[Items from a dataset]

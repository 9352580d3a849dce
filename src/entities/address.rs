// 📮 Address - Sub-object owned by a customer
//
// A customer carries two of these (billing + shipping). They are VALUES
// owned by the customer, not registry entries, but they track their own
// dirty flag so the owner knows when they changed.

use serde::{Deserialize, Serialize};

/// Postal/contact address with change tracking
#[derive(Debug, Clone, Default, PartialEq, Serialize, Deserialize)]
pub struct Address {
    name: String,
    addr1: String,
    addr2: String,
    addr3: String,
    addr4: String,
    phone: String,
    fax: String,
    email: String,

    #[serde(skip)]
    dirty: bool,
}

/// Generates a getter + dirty-marking setter pair for a string field
macro_rules! address_field {
    ($get:ident, $set:ident) => {
        pub fn $get(&self) -> &str {
            &self.$get
        }

        pub fn $set(&mut self, value: impl Into<String>) {
            self.$get = value.into();
            self.dirty = true;
        }
    };
}

impl Address {
    /// Empty, clean address
    pub fn new() -> Self {
        Self::default()
    }

    address_field!(name, set_name);
    address_field!(addr1, set_addr1);
    address_field!(addr2, set_addr2);
    address_field!(addr3, set_addr3);
    address_field!(addr4, set_addr4);
    address_field!(phone, set_phone);
    address_field!(fax, set_fax);
    address_field!(email, set_email);

    pub fn is_dirty(&self) -> bool {
        self.dirty
    }

    /// Clear the dirty flag (clean checkpoint)
    pub fn commit_edit(&mut self) {
        self.dirty = false;
    }

    /// All address lines that are not blank, in order
    pub fn lines(&self) -> Vec<&str> {
        [&self.addr1, &self.addr2, &self.addr3, &self.addr4]
            .into_iter()
            .map(|line| line.as_str())
            .filter(|line| !line.trim().is_empty())
            .collect()
    }

    pub fn is_empty(&self) -> bool {
        self.name.is_empty()
            && self.lines().is_empty()
            && self.phone.is_empty()
            && self.fax.is_empty()
            && self.email.is_empty()
    }
}

// ============================================================================
// TESTS
// ============================================================================
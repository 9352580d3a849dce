// Business Core - Customer records and the business registry
// Exposes all modules for use in the check CLI and tests

pub mod guid;
pub mod business;
pub mod entities;
pub mod harness;
pub mod config;

// Re-export commonly used types
pub use guid::Guid;
pub use business::{
    read, write,
    Business, BusinessError, BusinessId, BusinessObject, BusinessRef,
    EntityTable, ModuleKind, Ref,
};
pub use entities::{
    Address,
    Customer, CustomerRef,
    Job, JobRef,
};
pub use harness::{
    CheckSummary, Checker, RandomSource,
    run_customer_suite,
};
pub use config::CheckArgs;

/// Library version
pub const VERSION: &str = env!("CARGO_PKG_VERSION");
// Entity Models
//
// Each entity has:
// - Stable identity (GUID) assigned at creation
// - Typed values behind change-tracking setters
// - An owning business that indexes it by GUID

pub mod address;
pub mod customer;
pub mod job;

pub use address::Address;
pub use customer::{Customer, CustomerRef};
pub use job::{Job, JobRef};
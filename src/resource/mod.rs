//! The top-level document and its thread-safe mutation surface.
//!
//! A [`Resource`] wraps a [`Collection`] in an instance-scoped mutex. Every
//! Add/Set validates its argument before taking the lock and commits under
//! it; [`Resource::validate`] and [`Resource::marshal`] hold the lock for the
//! whole traversal, so a reader never sees a half-applied mutation.

pub mod error;

pub use error::*;

use parking_lot::Mutex;
use tracing::{debug, trace, warn};

use crate::model::collection::{Document, DocumentRef};
use crate::model::{Collection, ErrorObject, Item, Link, Query, Template};
use crate::validation::{Validate, ValidationError};

/// A Collection+JSON document under construction.
///
/// Share it between producers with `Arc<Resource>`; all methods take `&self`.
#[derive(Debug)]
pub struct Resource {
    collection: Mutex<Collection>,
}

impl Resource {
    /// Creates a resource at `root`, normally the URL of the API root.
    ///
    /// The version is fixed to [`VERSION`](crate::VERSION). Nothing is
    /// validated here; an empty `root` is reported by [`validate`](Self::validate).
    pub fn new(root: impl Into<String>) -> Self {
        Self::from(Collection::new(root))
    }

    /// Decodes a wire document and checks that it is valid.
    pub fn from_slice(bytes: &[u8]) -> Result<Self, ResourceError> {
        let document: Document = serde_json::from_slice(bytes)?;
        document.collection.validate()?;
        debug!(href = %document.collection.href, "Decoded resource");
        Ok(Self::from(document.collection))
    }

    pub fn add_link(&self, link: Link) -> Result<(), ResourceError> {
        let link = checked("link", link)?;
        let mut collection = self.collection.lock();
        let links = collection.links.get_or_insert_with(Vec::new);
        links.push(link);
        debug!(kind = "link", size = links.len(), "Added");
        Ok(())
    }

    /// Appends an item once it and every link it carries are valid.
    pub fn add_item(&self, item: Item) -> Result<(), ResourceError> {
        let item = checked("item", item)?;
        let mut collection = self.collection.lock();
        let items = collection.items.get_or_insert_with(Vec::new);
        items.push(item);
        debug!(kind = "item", size = items.len(), "Added");
        Ok(())
    }

    pub fn add_query(&self, query: Query) -> Result<(), ResourceError> {
        let query = checked("query", query)?;
        let mut collection = self.collection.lock();
        let queries = collection.queries.get_or_insert_with(Vec::new);
        queries.push(query);
        debug!(kind = "query", size = queries.len(), "Added");
        Ok(())
    }

    /// Replaces the write template.
    pub fn set_template(&self, template: Template) -> Result<(), ResourceError> {
        let template = checked("template", template)?;
        let fields = template.data.len();
        self.collection.lock().template = Some(template);
        debug!(kind = "template", fields, "Set");
        Ok(())
    }

    /// Replaces the document error.
    pub fn set_error(&self, error: ErrorObject) -> Result<(), ResourceError> {
        let error = checked("error", error)?;
        debug!(kind = "error", code = %error.code, "Set");
        self.collection.lock().error = Some(error);
        Ok(())
    }

    /// Checks the whole document, returning the first violation found.
    pub fn validate(&self) -> Result<(), ValidationError> {
        self.collection.lock().validate()
    }

    /// Validates the document and encodes it as compact JSON.
    ///
    /// No bytes are produced when validation fails.
    pub fn marshal(&self) -> Result<Vec<u8>, ResourceError> {
        self.encode(|document| serde_json::to_vec(document))
    }

    /// Like [`marshal`](Self::marshal), with indented output.
    pub fn marshal_pretty(&self) -> Result<Vec<u8>, ResourceError> {
        self.encode(|document| serde_json::to_vec_pretty(document))
    }

    fn encode<F>(&self, to_vec: F) -> Result<Vec<u8>, ResourceError>
    where
        F: FnOnce(&DocumentRef<'_>) -> serde_json::Result<Vec<u8>>,
    {
        let collection = self.collection.lock();
        if let Err(e) = collection.validate() {
            warn!(href = %collection.href, error = %e, "Marshal refused");
            return Err(e.into());
        }
        let bytes = to_vec(&DocumentRef {
            collection: &*collection,
        })?;
        trace!(href = %collection.href, size = bytes.len(), "Marshalled");
        Ok(bytes)
    }

    /// Returns a copy of the current document body.
    pub fn snapshot(&self) -> Collection {
        self.collection.lock().clone()
    }

    pub fn into_collection(self) -> Collection {
        self.collection.into_inner()
    }

    /// Edits the body directly, bypassing Add/Set validation.
    ///
    /// Whatever is done here is caught by the next [`validate`](Self::validate)
    /// or [`marshal`](Self::marshal).
    pub fn modify<R>(&self, f: impl FnOnce(&mut Collection) -> R) -> R {
        f(&mut self.collection.lock())
    }

    pub fn version(&self) -> String {
        self.collection.lock().version.clone()
    }

    pub fn href(&self) -> String {
        self.collection.lock().href.clone()
    }

    pub fn links_len(&self) -> usize {
        self.collection.lock().links.as_ref().map_or(0, Vec::len)
    }

    pub fn items_len(&self) -> usize {
        self.collection.lock().items.as_ref().map_or(0, Vec::len)
    }

    pub fn queries_len(&self) -> usize {
        self.collection.lock().queries.as_ref().map_or(0, Vec::len)
    }
}

impl From<Collection> for Resource {
    fn from(collection: Collection) -> Self {
        Self {
            collection: Mutex::new(collection),
        }
    }
}

fn checked<T: Validate>(kind: &'static str, part: T) -> Result<T, ResourceError> {
    match part.validate() {
        Ok(()) => Ok(part),
        Err(source) => {
            warn!(kind, error = %source, "Rejected");
            Err(ResourceError::Rejected { kind, source })
        }
    }
}
//! Structural validation shared by every document part.
//!
//! Each child kind implements [`Validate`], so the Add/Set paths on
//! [`Resource`](crate::Resource) and the whole-document pass in
//! [`Resource::validate`](crate::Resource::validate) run the exact same rules.

pub mod error;

pub use error::*;

/// A document part that can check its own required fields.
///
/// Implementations are pure functions of the value's own fields. Parts that
/// contain other parts (an [`Item`](crate::Item) holding links, a
/// [`Template`](crate::Template) holding data) validate their children in
/// order and stop at the first failure.
pub trait Validate {
    fn validate(&self) -> Result<(), ValidationError>;
}

/// Validates every element of `parts`, wrapping the first failure with its index.
pub(crate) fn validate_each<T, F>(parts: &[T], wrap: F) -> Result<(), ValidationError>
where
    T: Validate,
    F: Fn(usize, ValidationError) -> ValidationError,
{
    parts
        .iter()
        .enumerate()
        .try_for_each(|(index, part)| part.validate().map_err(|e| wrap(index, e)))
}
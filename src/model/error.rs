use serde::{Deserialize, Serialize};

use crate::validation::{Validate, ValidationError};

/// The document-level `error` object.
///
/// Named `ErrorObject` to keep it apart from the Rust error types of this
/// crate. None of its fields are required; empty ones are left off the wire.
#[derive(Debug, Clone, Default, PartialEq, Eq, Serialize, Deserialize)]
pub struct ErrorObject {
    #[serde(default, skip_serializing_if = "String::is_empty")]
    pub title: String,
    #[serde(default, skip_serializing_if = "String::is_empty")]
    pub code: String,
    #[serde(default, skip_serializing_if = "String::is_empty")]
    pub message: String,
}

impl ErrorObject {
    pub fn new(code: impl Into<String>, message: impl Into<String>) -> Self {
        Self {
            title: String::new(),
            code: code.into(),
            message: message.into(),
        }
    }

    pub fn with_title(mut self, title: impl Into<String>) -> Self {
        self.title = title.into();
        self
    }
}

impl Validate for ErrorObject {
    fn validate(&self) -> Result<(), ValidationError> {
        Ok(())
    }
}
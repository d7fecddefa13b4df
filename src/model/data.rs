use serde::{Deserialize, Serialize};

use crate::validation::{Validate, ValidationError};

/// A name/value pair carried by items, queries and templates.
///
/// `name` and `value` are always written, even when empty, so a template
/// can advertise a blank field. `prompt` is only written when set.
#[derive(Debug, Clone, Default, PartialEq, Eq, Serialize, Deserialize)]
pub struct Data {
    #[serde(default)]
    pub name: String,
    #[serde(default)]
    pub value: String,
    #[serde(default, skip_serializing_if = "String::is_empty")]
    pub prompt: String,
}

impl Data {
    /// Creates a new Data entry without a prompt.
    pub fn new(name: impl Into<String>, value: impl Into<String>) -> Self {
        Self {
            name: name.into(),
            value: value.into(),
            prompt: String::new(),
        }
    }

    pub fn with_prompt(mut self, prompt: impl Into<String>) -> Self {
        self.prompt = prompt.into();
        self
    }
}

impl Validate for Data {
    fn validate(&self) -> Result<(), ValidationError> {
        Ok(())
    }
}
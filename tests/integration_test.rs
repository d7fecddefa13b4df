mod common;

use collection_json::{
    Collection, Data, ErrorObject, Item, Link, Query, Resource, ResourceError, Template,
    ValidationError, CONTENT_TYPE,
};
use common::{friend, setup_tracing};
use pretty_assertions::assert_eq;
use serde_json::{json, Value};

fn to_value(bytes: &[u8]) -> Value {
    serde_json::from_slice(bytes).expect("marshal output is JSON")
}

#[test]
fn test_new_resource_validates() {
    setup_tracing();
    let resource = Resource::new("/api/");
    assert!(resource.validate().is_ok());
    assert_eq!(CONTENT_TYPE, "application/vnd.collection+json");
}

#[test]
fn test_link_is_marshalled_without_unset_fields() {
    setup_tracing();
    let resource = Resource::new("/api/");
    resource.add_link(Link::new("home", "/api/")).expect("valid link");

    let body = to_value(&resource.marshal().expect("valid resource"));
    assert_eq!(
        body,
        json!({
            "collection": {
                "version": "1.0",
                "href": "/api/",
                "links": [{"rel": "home", "href": "/api/"}]
            }
        })
    );
}

#[test]
fn test_item_without_href_is_rejected() {
    setup_tracing();
    let resource = Resource::new("/api/");
    let item = Item::new("").with_data(vec![Data::new("full-name", "J. Doe")]);

    let err = resource.add_item(item).expect_err("missing href");
    assert_eq!(err.validation(), Some(&ValidationError::EmptyHref));
    assert_eq!(resource.items_len(), 0);
    assert!(resource.snapshot().items.is_none());
}

#[test]
fn test_template_keeps_blank_values() {
    setup_tracing();
    let resource = Resource::new("/api/");
    resource
        .set_template(Template::new(vec![
            Data::new("email", "").with_prompt("Email")
        ]))
        .expect("templates are always valid");

    let body = to_value(&resource.marshal().expect("valid resource"));
    assert_eq!(
        body["collection"]["template"],
        json!({"data": [{"name": "email", "value": "", "prompt": "Email"}]})
    );
}

#[test]
fn test_wrong_version_blocks_marshal() {
    setup_tracing();
    let resource = Resource::new("/api/");
    resource.modify(|c| c.version = "2.0".to_string());

    let expected = ValidationError::WrongVersion {
        found: "2.0".to_string(),
    };
    assert_eq!(resource.validate(), Err(expected.clone()));

    match resource.marshal() {
        Err(ResourceError::Invalid(err)) => assert_eq!(err, expected),
        other => panic!("expected a wrapped validation error, got {other:?}"),
    }
}

#[test]
fn test_rejected_links_never_change_the_count() {
    setup_tracing();
    let resource = Resource::new("/api/");
    let bad = [
        Link::new("", "/api/a"),
        Link::new("home", ""),
        Link::default(),
    ];
    for link in bad {
        assert!(resource.add_link(link).is_err());
        assert_eq!(resource.links_len(), 0);
    }

    resource.add_link(Link::new("home", "/api/")).expect("valid link");
    assert!(resource.add_link(Link::new("", "/api/b")).is_err());
    assert_eq!(resource.links_len(), 1);
}

#[test]
fn test_items_keep_call_order() {
    setup_tracing();
    let resource = Resource::new("http://example.org/friends/");
    let names = ["jdoe", "msmith", "rwilliams"];
    for slug in names {
        resource.add_item(friend(slug, slug)).expect("valid item");
    }
    // Interleaved failure does not disturb order.
    assert!(resource.add_item(Item::new("")).is_err());

    let hrefs: Vec<String> = resource
        .snapshot()
        .items
        .unwrap_or_default()
        .into_iter()
        .map(|item| item.href)
        .collect();
    assert_eq!(
        hrefs,
        names.map(|slug| format!("http://example.org/friends/{slug}"))
    );
}

#[test]
fn test_item_with_bad_link_reports_position() {
    setup_tracing();
    let resource = Resource::new("/api/");
    let item = Item::new("/api/bob").with_links(vec![
        Link::new("user", "/api/user/bob"),
        Link::new("", "/api/user/bob/avatar"),
    ]);

    let err = resource.add_item(item).expect_err("second link has no rel");
    assert_eq!(
        err.to_string(),
        "failed to validate item: link 1: 'rel' attr is empty"
    );
    assert_eq!(
        err.validation().map(ValidationError::root_cause),
        Some(&ValidationError::EmptyRel)
    );
}

#[test]
fn test_validate_is_idempotent() {
    setup_tracing();
    let resource = Resource::new("/api/");
    resource.add_item(friend("jdoe", "J. Doe")).expect("valid item");
    let before = resource.snapshot();

    for _ in 0..3 {
        assert!(resource.validate().is_ok());
    }
    assert_eq!(resource.snapshot(), before);
}

#[test]
fn test_full_document_round_trip() {
    setup_tracing();
    let resource = Resource::new("http://example.org/friends/");
    resource
        .add_link(Link::new("feed", "http://example.org/friends/rss"))
        .expect("valid link");
    resource.add_item(friend("jdoe", "J. Doe")).expect("valid item");
    resource.add_item(friend("msmith", "M. Smith")).expect("valid item");
    resource
        .add_query(
            Query::new("search", "http://example.org/friends/search")
                .with_prompt("Search")
                .with_data(vec![Data::new("search", "")]),
        )
        .expect("valid query");
    resource
        .set_template(Template::new(vec![
            Data::new("full-name", "").with_prompt("Full Name"),
            Data::new("email", "").with_prompt("Email"),
        ]))
        .expect("valid template");
    resource
        .set_error(ErrorObject::new("E42", "partial results").with_title("Degraded"))
        .expect("valid error");

    let bytes = resource.marshal().expect("valid resource");
    let decoded = Resource::from_slice(&bytes).expect("decodes");
    assert_eq!(decoded.into_collection(), resource.snapshot());

    // Pretty output carries the same document.
    let pretty = resource.marshal_pretty().expect("valid resource");
    assert_eq!(to_value(&pretty), to_value(&bytes));
}

#[test]
fn test_decoding_accepts_the_format_guide_example() {
    setup_tracing();
    let body = br#"{ "collection" :
      {
        "version" : "1.0",
        "href" : "http://example.org/friends/",
        "links" : [
          {"rel" : "feed", "href" : "http://example.org/friends/rss"}
        ],
        "items" : [
          {
            "href" : "http://example.org/friends/jdoe",
            "data" : [
              {"name" : "full-name", "value" : "J. Doe", "prompt" : "Full Name"},
              {"name" : "email", "value" : "jdoe@example.org", "prompt" : "Email"}
            ],
            "links" : [
              {"rel" : "blog", "href" : "http://examples.org/blogs/jdoe", "prompt" : "Blog"},
              {"rel" : "avatar", "href" : "http://examples.org/images/jdoe", "prompt" : "Avatar", "render" : "image"}
            ]
          }
        ],
        "template" : {
          "data" : [
            {"name" : "full-name", "value" : "", "prompt" : "Full Name"}
          ]
        }
      }
    }"#;

    let resource = Resource::from_slice(body).expect("valid document");
    let Collection {
        version,
        href,
        links,
        items,
        queries,
        template,
        error,
    } = resource.snapshot();
    assert_eq!(version, "1.0");
    assert_eq!(href, "http://example.org/friends/");
    assert_eq!(links.map(|l| l.len()), Some(1));
    assert_eq!(items, Some(vec![friend("jdoe", "J. Doe")]));
    assert!(queries.is_none());
    assert_eq!(template.map(|t| t.data.len()), Some(1));
    assert!(error.is_none());
}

Task prompt: Please provide nothing but the number of lines in the records that hold the string "other".

Problem solution: 2